* _Directions_: Each line of the material below that holds the word "seed" needs to be copied.

* _Material shown_:
-- Opening Marker --

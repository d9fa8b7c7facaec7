//! MongoDB document store
//!
//! Record ids are stored as string `_id`s. Store-assigned ids are fresh
//! ObjectId hex strings, so sorting on `_id` yields arrival order.
//!
//! Batches run inside a multi-document transaction and live snapshots ride
//! on collection change streams; both need a replica set deployment.

use async_trait::async_trait;
use bson::{doc, oid::ObjectId, Bson, Document};
use futures::stream::{self, StreamExt, TryStreamExt};
use mongodb::{options::IndexOptions, Client, ClientSession, IndexModel};
use tracing::{error, info, warn};

use super::{DocumentStore, Filter, Record, Snapshots, WriteBatch, WriteOp};
use crate::model::{Entity, IntoIndexes};
use crate::types::{BoardError, Result};

type RawCollection = mongodb::Collection<Document>;

/// MongoDB-backed [`DocumentStore`]
#[derive(Clone)]
pub struct MongoStore {
    client: Client,
    db_name: String,
}

impl MongoStore {
    /// Connect and verify the deployment answers a ping
    pub async fn connect(uri: &str, db_name: &str) -> Result<Self> {
        info!("Connecting to MongoDB at {}", uri);

        // Fail fast when MongoDB is unreachable
        let timeout_uri = if uri.contains('?') {
            format!("{}&serverSelectionTimeoutMS=3000&connectTimeoutMS=3000", uri)
        } else {
            format!("{}?serverSelectionTimeoutMS=3000&connectTimeoutMS=3000", uri)
        };

        let client = Client::with_uri_str(&timeout_uri)
            .await
            .map_err(|e| BoardError::Database(format!("Failed to connect to MongoDB: {}", e)))?;

        client
            .database(db_name)
            .run_command(doc! { "ping": 1 })
            .await
            .map_err(|e| BoardError::Database(format!("MongoDB ping failed: {}", e)))?;

        info!("Connected to MongoDB database '{}'", db_name);

        Ok(Self {
            client,
            db_name: db_name.to_string(),
        })
    }

    /// Apply the schema-declared indexes of an entity's collection
    pub async fn ensure_indexes<T: Entity + IntoIndexes>(&self) -> Result<()> {
        let schema_indices: Vec<(Document, Option<IndexOptions>)> = T::into_indices();

        if schema_indices.is_empty() {
            return Ok(());
        }

        let indices: Vec<IndexModel> = schema_indices
            .into_iter()
            .map(|(keys, opts)| IndexModel::builder().keys(keys).options(opts).build())
            .collect();

        self.raw(T::COLLECTION)
            .create_indexes(indices)
            .await
            .map_err(|e| BoardError::Database(format!("Failed to create indexes: {}", e)))?;

        Ok(())
    }

    fn raw(&self, collection: &str) -> RawCollection {
        self.client.database(&self.db_name).collection(collection)
    }

    async fn apply(&self, session: &mut ClientSession, op: WriteOp) -> Result<()> {
        match op {
            WriteOp::Update {
                collection,
                id,
                fields,
            } => {
                let result = self
                    .raw(&collection)
                    .update_one(doc! { "_id": &id }, doc! { "$set": fields })
                    .session(&mut *session)
                    .await?;
                if result.matched_count == 0 {
                    return Err(BoardError::not_found(&collection, &id));
                }
            }
            WriteOp::Delete { collection, id } => {
                self.raw(&collection)
                    .delete_one(doc! { "_id": id })
                    .session(&mut *session)
                    .await?;
            }
        }
        Ok(())
    }
}

fn into_record(mut data: Document) -> Result<Record> {
    let id = match data.remove("_id") {
        Some(Bson::String(id)) => id,
        Some(Bson::ObjectId(oid)) => oid.to_hex(),
        Some(other) => other.to_string(),
        None => return Err(BoardError::Database("Record without _id".into())),
    };
    Ok(Record { id, data })
}

async fn find_sorted(collection: &RawCollection, filter: Document) -> Result<Vec<Record>> {
    let cursor = collection
        .find(filter)
        .sort(doc! { "_id": 1 })
        .await
        .map_err(|e| BoardError::Database(format!("Find failed: {}", e)))?;

    let documents: Vec<Document> = cursor
        .try_collect()
        .await
        .map_err(|e| BoardError::Database(format!("Cursor failed: {}", e)))?;

    documents.into_iter().map(into_record).collect()
}

#[async_trait]
impl DocumentStore for MongoStore {
    async fn insert(&self, collection: &str, mut data: Document) -> Result<String> {
        let id = ObjectId::new().to_hex();
        data.insert("_id", id.clone());

        self.raw(collection)
            .insert_one(data)
            .await
            .map_err(|e| BoardError::Database(format!("Insert failed: {}", e)))?;

        Ok(id)
    }

    async fn put(&self, collection: &str, id: &str, mut data: Document) -> Result<()> {
        data.insert("_id", id);

        self.raw(collection)
            .replace_one(doc! { "_id": id }, data)
            .upsert(true)
            .await
            .map_err(|e| BoardError::Database(format!("Put failed: {}", e)))?;

        Ok(())
    }

    async fn get(&self, collection: &str, id: &str) -> Result<Option<Record>> {
        self.raw(collection)
            .find_one(doc! { "_id": id })
            .await
            .map_err(|e| BoardError::Database(format!("Find failed: {}", e)))?
            .map(into_record)
            .transpose()
    }

    async fn query(&self, collection: &str, filter: &Filter) -> Result<Vec<Record>> {
        find_sorted(&self.raw(collection), filter.to_document()).await
    }

    async fn update(&self, collection: &str, id: &str, fields: Document) -> Result<()> {
        let result = self
            .raw(collection)
            .update_one(doc! { "_id": id }, doc! { "$set": fields })
            .await
            .map_err(|e| BoardError::Database(format!("Update failed: {}", e)))?;

        if result.matched_count == 0 {
            return Err(BoardError::not_found(collection, id));
        }
        Ok(())
    }

    async fn commit(&self, batch: WriteBatch) -> Result<()> {
        if batch.is_empty() {
            return Ok(());
        }

        let mut session = self.client.start_session().await?;
        session.start_transaction().await?;

        for op in batch.into_ops() {
            if let Err(e) = self.apply(&mut session, op).await {
                if let Err(abort) = session.abort_transaction().await {
                    warn!("Abort after failed batch also failed: {}", abort);
                }
                return Err(e);
            }
        }

        session
            .commit_transaction()
            .await
            .map_err(|e| BoardError::Database(format!("Commit failed: {}", e)))
    }

    async fn watch(&self, collection: &str, filter: Filter) -> Result<Snapshots> {
        let raw = self.raw(collection);
        let changes = raw
            .watch()
            .await
            .map_err(|e| BoardError::Database(format!("Watch failed: {}", e)))?;

        let seed = Some((raw, changes, filter.to_document(), true));
        let snapshots = stream::unfold(seed, |state| async move {
            let (raw, mut changes, filter, first) = state?;
            if !first {
                match changes.next().await {
                    Some(Ok(_)) => {}
                    Some(Err(e)) => {
                        error!("Change stream on {} failed: {}", raw.name(), e);
                        let err = BoardError::Database(format!("Change stream failed: {}", e));
                        return Some((Err(err), None));
                    }
                    None => return None,
                }
            }
            let snapshot = find_sorted(&raw, filter.clone()).await;
            Some((snapshot, Some((raw, changes, filter, false))))
        });

        Ok(snapshots.boxed())
    }
}

#[cfg(test)]
mod tests {
    use super::*;

    #[test]
    fn test_string_id_is_lifted_out_of_the_document() {
        let record = into_record(doc! { "_id": "p1", "title": "Hello" }).unwrap();
        assert_eq!(record.id, "p1");
        assert!(!record.data.contains_key("_id"));
        assert_eq!(record.data.get_str("title").unwrap(), "Hello");
    }

    #[test]
    fn test_object_id_becomes_hex() {
        let oid = ObjectId::new();
        let record = into_record(doc! { "_id": oid, "title": "Hello" }).unwrap();
        assert_eq!(record.id, oid.to_hex());
    }

    #[test]
    fn test_other_id_types_are_stringified() {
        let record = into_record(doc! { "_id": 7_i32 }).unwrap();
        assert_eq!(record.id, "7");
        assert!(record.data.is_empty());
    }

    #[test]
    fn test_missing_id_is_a_database_error() {
        let err = into_record(doc! { "title": "orphan" }).unwrap_err();
        assert!(matches!(err, BoardError::Database(_)));
    }
}
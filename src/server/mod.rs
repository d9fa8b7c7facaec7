//! HTTP server for Campus Board

pub mod http;

pub use http::{run, serve, AppState};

-- Closing Marker --

* _Problem solution_:
        let seed = Some((raw, changes, filter.to_document(), true));
        let snapshots = stream::unfold(seed, |state| async move {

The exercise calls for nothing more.